## EXERCISE BRIEF
Search the data for "types" and copy every matching line.

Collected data
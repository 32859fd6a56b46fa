//! Seeding of independent variables.

use ndarray::Array1;

use crate::types::{Dual, DualError, Result};

/// Creates one Dual per value, seeded along the standard basis.
///
/// The i-th Dual has a derivative vector of length `values.len()` whose
/// position i holds `seed[i]` (1.0 when no seed is given) and whose other
/// positions are zero: it is the i-th independent variable, with no
/// sensitivity to the others.
///
/// # Arguments
///
/// * `values` - Point at which the variables are evaluated
/// * `seed` - Optional initial sensitivities, one per value
///
/// # Errors
///
/// Returns [`DualError::SeedLength`] if `seed` is given and its length
/// differs from `values.len()`.
///
/// # Examples
///
/// ```rust
/// use dual_core::multivar::make_vars;
/// use dual_core::types::Dual;
/// use ndarray::array;
///
/// let vars = make_vars(&[2.0, 3.0], None).unwrap();
/// let (x, y) = (&vars[0], &vars[1]);
///
/// // d(xy)/dx = y, d(xy)/dy = x
/// assert_eq!(x * y, Dual::new(6.0, array![3.0, 2.0]));
/// ```
pub fn make_vars(values: &[f64], seed: Option<&[f64]>) -> Result<Vec<Dual>> {
    let n = values.len();
    if let Some(seed) = seed {
        if seed.len() != n {
            return Err(DualError::SeedLength {
                values: n,
                seeds: seed.len(),
            });
        }
    }

    let vars = values
        .iter()
        .enumerate()
        .map(|(i, &value)| {
            let mut derivative = Array1::zeros(n);
            derivative[i] = seed.map_or(1.0, |s| s[i]);
            Dual::new(value, derivative)
        })
        .collect();
    Ok(vars)
}

#[cfg(test)]
mod tests {
    use super::*;
    use ndarray::array;

    #[test]
    fn test_default_seed_is_identity() {
        let vars = make_vars(&[1.0, 2.0, 3.0], None).unwrap();
        assert_eq!(vars.len(), 3);
        assert_eq!(vars[0], Dual::new(1.0, array![1.0, 0.0, 0.0]));
        assert_eq!(vars[1], Dual::new(2.0, array![0.0, 1.0, 0.0]));
        assert_eq!(vars[2], Dual::new(3.0, array![0.0, 0.0, 1.0]));
    }

    #[test]
    fn test_custom_seed() {
        let vars = make_vars(&[2.0, 3.0], Some(&[0.5, -2.0])).unwrap();
        assert_eq!(vars[0], Dual::new(2.0, array![0.5, 0.0]));
        assert_eq!(vars[1], Dual::new(3.0, array![0.0, -2.0]));
    }

    #[test]
    fn test_seed_length_mismatch() {
        let err = make_vars(&[2.0, 3.0], Some(&[1.0])).unwrap_err();
        assert_eq!(
            err,
            DualError::SeedLength {
                values: 2,
                seeds: 1
            }
        );
    }

    #[test]
    fn test_empty_values() {
        assert!(make_vars(&[], None).unwrap().is_empty());
    }

    #[test]
    fn test_product_gradient() {
        let vars = make_vars(&[2.0, 3.0], None).unwrap();
        let z = &vars[0] * &vars[1];
        assert_eq!(z, Dual::new(6.0, array![3.0, 2.0]));
    }
}
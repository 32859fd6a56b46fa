//! Scalar and vector derivative storage.
//!
//! A [`Derivative`] is either a single number (single-variable mode) or a
//! fixed-length vector of partials (multivariate mode, one entry per
//! independent variable). Arithmetic between two derivatives is only defined
//! when they are *conformable*: both scalars, or both vectors of equal length.
//!
//! Vector partials are always stored as `ndarray::Array1<f64>`. There is no
//! conversion from `Vec<f64>` or slices, so every vector derivative in a
//! computation shares the same representation.

use std::fmt;

use approx::{AbsDiffEq, RelativeEq};
use ndarray::Array1;

use super::error::{DerivativeShape, DualError, Result};

/// Derivative of a dual number with respect to the independent variable(s).
///
/// # Examples
///
/// ```rust
/// use dual_core::types::Derivative;
/// use ndarray::array;
///
/// let scalar = Derivative::from(1.0);
/// let vector = Derivative::from(array![1.0, 0.0]);
///
/// assert!(!scalar.is_conformable(&vector));
/// assert!(vector.is_conformable(&Derivative::from(array![0.0, 1.0])));
/// ```
#[derive(Clone, Debug, PartialEq)]
#[cfg_attr(
    feature = "serde",
    derive(serde::Serialize, serde::Deserialize),
    serde(untagged)
)]
pub enum Derivative {
    /// Single-variable derivative
    Scalar(f64),
    /// One partial derivative per independent variable
    Vector(Array1<f64>),
}

impl Derivative {
    /// Returns the shape of this derivative.
    #[inline]
    pub fn shape(&self) -> DerivativeShape {
        match self {
            Derivative::Scalar(_) => DerivativeShape::Scalar,
            Derivative::Vector(v) => DerivativeShape::Vector(v.len()),
        }
    }

    /// Returns `true` for single-variable derivatives.
    #[inline]
    pub fn is_scalar(&self) -> bool {
        matches!(self, Derivative::Scalar(_))
    }

    /// Returns the scalar derivative, or `None` in multivariate mode.
    #[inline]
    pub fn as_scalar(&self) -> Option<f64> {
        match self {
            Derivative::Scalar(d) => Some(*d),
            Derivative::Vector(_) => None,
        }
    }

    /// Returns the vector of partials, or `None` in single-variable mode.
    #[inline]
    pub fn as_vector(&self) -> Option<&Array1<f64>> {
        match self {
            Derivative::Scalar(_) => None,
            Derivative::Vector(v) => Some(v),
        }
    }

    /// Checks whether two derivatives may be combined.
    ///
    /// True iff both are scalars, or both are vectors of equal length.
    #[inline]
    pub fn is_conformable(&self, other: &Derivative) -> bool {
        match (self, other) {
            (Derivative::Scalar(_), Derivative::Scalar(_)) => true,
            (Derivative::Vector(a), Derivative::Vector(b)) => a.len() == b.len(),
            _ => false,
        }
    }

    /// Like [`is_conformable`](Self::is_conformable), but reports the shapes on failure.
    pub fn check_conformable(&self, other: &Derivative) -> Result<()> {
        if self.is_conformable(other) {
            Ok(())
        } else {
            Err(DualError::NotConformable {
                left: self.shape(),
                right: other.shape(),
            })
        }
    }

    /// Returns the zero derivative of the same shape.
    ///
    /// This is the derivative a constant takes when promoted next to `self`.
    pub fn zeros_like(&self) -> Derivative {
        match self {
            Derivative::Scalar(_) => Derivative::Scalar(0.0),
            Derivative::Vector(v) => Derivative::Vector(Array1::zeros(v.len())),
        }
    }

    /// Applies `f` to every component.
    pub fn map<F>(&self, f: F) -> Derivative
    where
        F: Fn(f64) -> f64,
    {
        match self {
            Derivative::Scalar(d) => Derivative::Scalar(f(*d)),
            Derivative::Vector(v) => Derivative::Vector(v.mapv(f)),
        }
    }

    /// Multiplies every component by `factor`.
    #[inline]
    pub fn scale(&self, factor: f64) -> Derivative {
        self.map(|d| d * factor)
    }

    /// Combines two conformable derivatives component by component.
    ///
    /// `f` receives `(self_i, other_i)`.
    ///
    /// # Errors
    ///
    /// Returns [`DualError::NotConformable`] when the shapes differ.
    pub fn zip_with<F>(&self, other: &Derivative, f: F) -> Result<Derivative>
    where
        F: Fn(f64, f64) -> f64,
    {
        match (self, other) {
            (Derivative::Scalar(a), Derivative::Scalar(b)) => Ok(Derivative::Scalar(f(*a, *b))),
            (Derivative::Vector(a), Derivative::Vector(b)) if a.len() == b.len() => {
                let mut out = a.clone();
                out.zip_mut_with(b, |x, &y| *x = f(*x, y));
                Ok(Derivative::Vector(out))
            }
            _ => Err(DualError::NotConformable {
                left: self.shape(),
                right: other.shape(),
            }),
        }
    }

    /// Euclidean norm of the partials (absolute value in scalar mode).
    pub fn norm(&self) -> f64 {
        match self {
            Derivative::Scalar(d) => d.abs(),
            Derivative::Vector(v) => v.dot(v).sqrt(),
        }
    }

    /// Returns the derivative as a Jacobian row.
    ///
    /// A scalar derivative becomes a row of length one.
    pub fn to_row(&self) -> Array1<f64> {
        match self {
            Derivative::Scalar(d) => Array1::from_elem(1, *d),
            Derivative::Vector(v) => v.clone(),
        }
    }
}

impl From<f64> for Derivative {
    fn from(d: f64) -> Self {
        Derivative::Scalar(d)
    }
}

impl From<Array1<f64>> for Derivative {
    fn from(v: Array1<f64>) -> Self {
        Derivative::Vector(v)
    }
}

/// Checks whether two derivatives may be combined in a binary operation.
///
/// Free-function form of [`Derivative::is_conformable`].
#[inline]
pub fn conformable(a: &Derivative, b: &Derivative) -> bool {
    a.is_conformable(b)
}

// =============================================================================
// Formatting
// =============================================================================

/// Default number of decimals used by `Display`.
pub(crate) const DEFAULT_PRECISION: usize = 4;

/// Rounds `x` to `decimals` places and renders it with a trailing `.0` for
/// whole numbers (`7.0`, `2.7726`, `-0.0`).
pub(crate) fn format_rounded(x: f64, decimals: usize) -> String {
    let factor = 10f64.powi(decimals as i32);
    let rounded = (x * factor).round() / factor;
    if rounded.is_finite() {
        format!("{:?}", rounded)
    } else {
        // x * factor may overflow for huge finite x
        format!("{:?}", x)
    }
}

impl fmt::Display for Derivative {
    /// Renders the derivative rounded to 4 decimals, or to the formatter's
    /// precision when one is given (`{:.6}`).
    fn fmt(&self, f: &mut fmt::Formatter<'_>) -> fmt::Result {
        let decimals = f.precision().unwrap_or(DEFAULT_PRECISION);
        match self {
            Derivative::Scalar(d) => write!(f, "{}", format_rounded(*d, decimals)),
            Derivative::Vector(v) => {
                write!(f, "[")?;
                for (i, d) in v.iter().enumerate() {
                    if i > 0 {
                        write!(f, ", ")?;
                    }
                    write!(f, "{}", format_rounded(*d, decimals))?;
                }
                write!(f, "]")
            }
        }
    }
}

// =============================================================================
// Approximate Equality
// =============================================================================

impl AbsDiffEq for Derivative {
    type Epsilon = f64;

    fn default_epsilon() -> f64 {
        f64::default_epsilon()
    }

    fn abs_diff_eq(&self, other: &Self, epsilon: f64) -> bool {
        match (self, other) {
            (Derivative::Scalar(a), Derivative::Scalar(b)) => a.abs_diff_eq(b, epsilon),
            (Derivative::Vector(a), Derivative::Vector(b)) => {
                a.len() == b.len() && a.iter().zip(b).all(|(x, y)| x.abs_diff_eq(y, epsilon))
            }
            _ => false,
        }
    }
}

impl RelativeEq for Derivative {
    fn default_max_relative() -> f64 {
        f64::default_max_relative()
    }

    fn relative_eq(&self, other: &Self, epsilon: f64, max_relative: f64) -> bool {
        match (self, other) {
            (Derivative::Scalar(a), Derivative::Scalar(b)) => {
                a.relative_eq(b, epsilon, max_relative)
            }
            (Derivative::Vector(a), Derivative::Vector(b)) => {
                let close = |(x, y): (&f64, &f64)| x.relative_eq(y, epsilon, max_relative);
                a.len() == b.len() && a.iter().zip(b).all(close)
            }
            _ => false,
        }
    }
}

## ANSWER TO THIS EXERCISE
use crate::types::{Dual, DualError, Result};
/// use dual_core::types::Dual;
/// use dual_core::types::Derivative;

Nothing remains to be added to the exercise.